### Dataset entries:
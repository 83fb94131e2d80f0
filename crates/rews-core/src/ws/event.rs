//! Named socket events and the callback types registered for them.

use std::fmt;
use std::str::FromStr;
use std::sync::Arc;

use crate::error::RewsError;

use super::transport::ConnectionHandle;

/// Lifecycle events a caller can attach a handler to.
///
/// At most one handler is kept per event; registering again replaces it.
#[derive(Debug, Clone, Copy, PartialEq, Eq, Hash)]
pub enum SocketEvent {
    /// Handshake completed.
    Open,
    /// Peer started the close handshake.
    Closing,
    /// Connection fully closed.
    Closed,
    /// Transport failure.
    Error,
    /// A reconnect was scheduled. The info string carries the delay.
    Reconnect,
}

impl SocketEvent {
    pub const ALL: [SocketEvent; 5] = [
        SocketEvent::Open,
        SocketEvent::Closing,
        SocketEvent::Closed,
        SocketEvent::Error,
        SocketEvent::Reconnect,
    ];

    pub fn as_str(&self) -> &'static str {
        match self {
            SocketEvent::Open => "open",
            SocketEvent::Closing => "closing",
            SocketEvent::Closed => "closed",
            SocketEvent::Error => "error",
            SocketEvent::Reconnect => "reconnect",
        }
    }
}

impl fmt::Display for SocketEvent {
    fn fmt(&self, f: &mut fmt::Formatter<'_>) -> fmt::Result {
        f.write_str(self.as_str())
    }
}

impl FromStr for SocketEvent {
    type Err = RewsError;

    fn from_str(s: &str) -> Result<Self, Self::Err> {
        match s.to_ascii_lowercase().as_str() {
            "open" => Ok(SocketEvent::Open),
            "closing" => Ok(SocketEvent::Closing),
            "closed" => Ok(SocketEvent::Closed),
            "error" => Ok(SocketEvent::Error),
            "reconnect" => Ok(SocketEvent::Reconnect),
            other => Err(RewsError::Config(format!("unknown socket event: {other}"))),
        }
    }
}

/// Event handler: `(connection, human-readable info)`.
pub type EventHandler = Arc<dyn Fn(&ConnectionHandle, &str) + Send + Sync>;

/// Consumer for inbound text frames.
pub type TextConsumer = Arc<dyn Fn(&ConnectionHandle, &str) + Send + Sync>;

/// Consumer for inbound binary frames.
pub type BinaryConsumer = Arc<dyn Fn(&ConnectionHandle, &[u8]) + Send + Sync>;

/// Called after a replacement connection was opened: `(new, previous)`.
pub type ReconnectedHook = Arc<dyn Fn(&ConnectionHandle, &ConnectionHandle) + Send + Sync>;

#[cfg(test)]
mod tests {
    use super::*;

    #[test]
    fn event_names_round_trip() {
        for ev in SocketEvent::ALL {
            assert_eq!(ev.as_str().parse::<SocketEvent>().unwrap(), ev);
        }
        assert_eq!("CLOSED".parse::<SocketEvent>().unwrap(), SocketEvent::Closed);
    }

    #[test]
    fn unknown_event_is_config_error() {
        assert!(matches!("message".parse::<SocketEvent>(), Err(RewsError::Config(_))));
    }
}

### Description of the task:
Every line of data must be returned unchanged.

### Result of this exercise:
repository 83fb94131e2d80f0
filename crates/rews-core/src/ws/event.rs
//! Named socket events and the callback types registered for them.

use std::fmt;
use std::str::FromStr;
use std::sync::Arc;

use crate::error::RewsError;

use super::transport::ConnectionHandle;

/// Lifecycle events a caller can attach a handler to.
///
/// At most one handler is kept per event; registering again replaces it.
#[derive(Debug, Clone, Copy, PartialEq, Eq, Hash)]
pub enum SocketEvent {
    /// Handshake completed.
    Open,
    /// Peer started the close handshake.
    Closing,
    /// Connection fully closed.
    Closed,
    /// Transport failure.
    Error,
    /// A reconnect was scheduled. The info string carries the delay.
    Reconnect,
}

impl SocketEvent {
    pub const ALL: [SocketEvent; 5] = [
        SocketEvent::Open,
        SocketEvent::Closing,
        SocketEvent::Closed,
        SocketEvent::Error,
        SocketEvent::Reconnect,
    ];

    pub fn as_str(&self) -> &'static str {
        match self {
            SocketEvent::Open => "open",
            SocketEvent::Closing => "closing",
            SocketEvent::Closed => "closed",
            SocketEvent::Error => "error",
            SocketEvent::Reconnect => "reconnect",
        }
    }
}

impl fmt::Display for SocketEvent {
    fn fmt(&self, f: &mut fmt::Formatter<'_>) -> fmt::Result {
        f.write_str(self.as_str())
    }
}

impl FromStr for SocketEvent {
    type Err = RewsError;

    fn from_str(s: &str) -> Result<Self, Self::Err> {
        match s.to_ascii_lowercase().as_str() {
            "open" => Ok(SocketEvent::Open),
            "closing" => Ok(SocketEvent::Closing),
            "closed" => Ok(SocketEvent::Closed),
            "error" => Ok(SocketEvent::Error),
            "reconnect" => Ok(SocketEvent::Reconnect),
            other => Err(RewsError::Config(format!("unknown socket event: {other}"))),
        }
    }
}

/// Event handler: `(connection, human-readable info)`.
pub type EventHandler = Arc<dyn Fn(&ConnectionHandle, &str) + Send + Sync>;

/// Consumer for inbound text frames.
pub type TextConsumer = Arc<dyn Fn(&ConnectionHandle, &str) + Send + Sync>;

/// Consumer for inbound binary frames.
pub type BinaryConsumer = Arc<dyn Fn(&ConnectionHandle, &[u8]) + Send + Sync>;

/// Called after a replacement connection was opened: `(new, previous)`.
pub type ReconnectedHook = Arc<dyn Fn(&ConnectionHandle, &ConnectionHandle) + Send + Sync>;

#[cfg(test)]
mod tests {
    use super::*;

    #[test]
    fn event_names_round_trip() {
        for ev in SocketEvent::ALL {
            assert_eq!(ev.as_str().parse::<SocketEvent>().unwrap(), ev);
        }
        assert_eq!("CLOSED".parse::<SocketEvent>().unwrap(), SocketEvent::Closed);
    }

    #[test]
    fn unknown_event_is_config_error() {
        assert!(matches!("message".parse::<SocketEvent>(), Err(RewsError::Config(_))));
    }
}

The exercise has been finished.